[EXERCISE MATERIAL Boundary: Start]
// Copyright 2019-2022 ChainSafe Systems
// SPDX-License-Identifier: Apache-2.0, MIT

use cid::Cid;
use fvm_ipld_amt::Amt;
use fvm_ipld_blockstore::Blockstore;
use fvm_shared::error::ExitCode;
use serde::de::DeserializeOwned;
use serde::Serialize;

use crate::{ActorError, AsActorError};

/// Wraps an AMT to provide a convenient array API keyed by `u64`.
/// Any errors are returned with exit code indicating illegal state.
/// The name is not persisted in state, but adorns any error messages.
pub struct Array<BS, V>
where
    BS: Blockstore,
    V: DeserializeOwned + Serialize,
{
    amt: Amt<V, BS>,
    name: &'static str,
}

impl<BS, V> Array<BS, V>
where
    BS: Blockstore,
    V: DeserializeOwned + Serialize,
{
    /// Creates a new, empty array.
    pub fn empty(store: BS, bit_width: u32, name: &'static str) -> Self {
        Self { amt: Amt::new_with_bit_width(store, bit_width), name }
    }

    /// Creates a new empty array and flushes it to the store.
    /// Returns the CID of the empty array root.
    pub fn flush_empty(store: BS, bit_width: u32) -> Result<Cid, ActorError> {
        Self::empty(store, bit_width, "empty").flush()
    }

    /// Loads an array from the store. The bit width is read from the root.
    pub fn load(store: BS, root: &Cid, name: &'static str) -> Result<Self, ActorError> {
        Ok(Self {
            amt: Amt::load(root, store).with_context_code(ExitCode::USR_ILLEGAL_STATE, || {
                format!("failed to load AMT '{}'", name)
            })?,
            name,
        })
    }

    /// Flushes the array's contents to the store.
    /// Returns the root node CID.
    pub fn flush(&mut self) -> Result<Cid, ActorError> {
        self.amt.flush().with_context_code(ExitCode::USR_ILLEGAL_STATE, || {
            format!("failed to flush AMT '{}'", self.name)
        })
    }

    /// Number of values held.
    pub fn count(&self) -> u64 {
        self.amt.count()
    }

    pub fn is_empty(&self) -> bool {
        self.amt.count() == 0
    }

    /// Returns a reference to the value at an index, if present.
    pub fn get(&self, index: u64) -> Result<Option<&V>, ActorError> {
        self.amt.get(index).with_context_code(ExitCode::USR_ILLEGAL_STATE, || {
            format!("failed to get index {} from AMT '{}'", index, self.name)
        })
    }

    /// Sets the value at an index, replacing any previous value.
    pub fn set(&mut self, index: u64, value: V) -> Result<(), ActorError> {
        self.amt.set(index, value).with_context_code(ExitCode::USR_ILLEGAL_STATE, || {
            format!("failed to set index {} in AMT '{}'", index, self.name)
        })
    }

    /// Removes the value at an index, returning it if present.
    pub fn delete(&mut self, index: u64) -> Result<Option<V>, ActorError> {
        self.amt.delete(index).with_context_code(ExitCode::USR_ILLEGAL_STATE, || {
            format!("failed to delete index {} from AMT '{}'", index, self.name)
        })
    }

    /// Removes every listed index. With `strict`, a missing index is an error.
    pub fn batch_delete(
        &mut self,
        indices: impl IntoIterator<Item = u64>,
        strict: bool,
    ) -> Result<(), ActorError> {
        self.amt.batch_delete(indices, strict).with_context_code(
            ExitCode::USR_ILLEGAL_STATE,
            || format!("failed to batch delete from AMT '{}'", self.name),
        )?;
        Ok(())
    }

    /// Iterates over all values in index order.
    pub fn for_each<F>(&self, mut f: F) -> Result<(), ActorError>
    where
        F: FnMut(u64, &V) -> Result<(), ActorError>,
    {
        self.for_each_while(|i, v| f(i, v).map(|()| true))
    }

    /// Iterates over values in index order until the callback returns `false`.
    /// An error from the callback is returned unchanged.
    pub fn for_each_while<F>(&self, mut f: F) -> Result<(), ActorError>
    where
        F: FnMut(u64, &V) -> Result<bool, ActorError>,
    {
        let mut callback_err: Option<ActorError> = None;
        let res = self.amt.for_each_while(|i, v| match f(i, v) {
            Ok(keep_going) => Ok(keep_going),
            Err(e) => {
                callback_err = Some(e);
                Ok(false)
            }
        });
        if let Some(e) = callback_err {
            return Err(e);
        }
        res.with_context_code(ExitCode::USR_ILLEGAL_STATE, || {
            format!("failed to iterate AMT '{}'", self.name)
        })
    }
}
[EXERCISE MATERIAL Boundary: End]
When the string "format" appears in a line of the records above, that line is to be copied.

                format!("failed to load AMT '{}'", name)
            format!("failed to flush AMT '{}'", self.name)
            format!("failed to get index {} from AMT '{}'", index, self.name)
            format!("failed to set index {} in AMT '{}'", index, self.name)
            format!("failed to delete index {} from AMT '{}'", index, self.name)
            || format!("failed to batch delete from AMT '{}'", self.name),
            format!("failed to iterate AMT '{}'", self.name)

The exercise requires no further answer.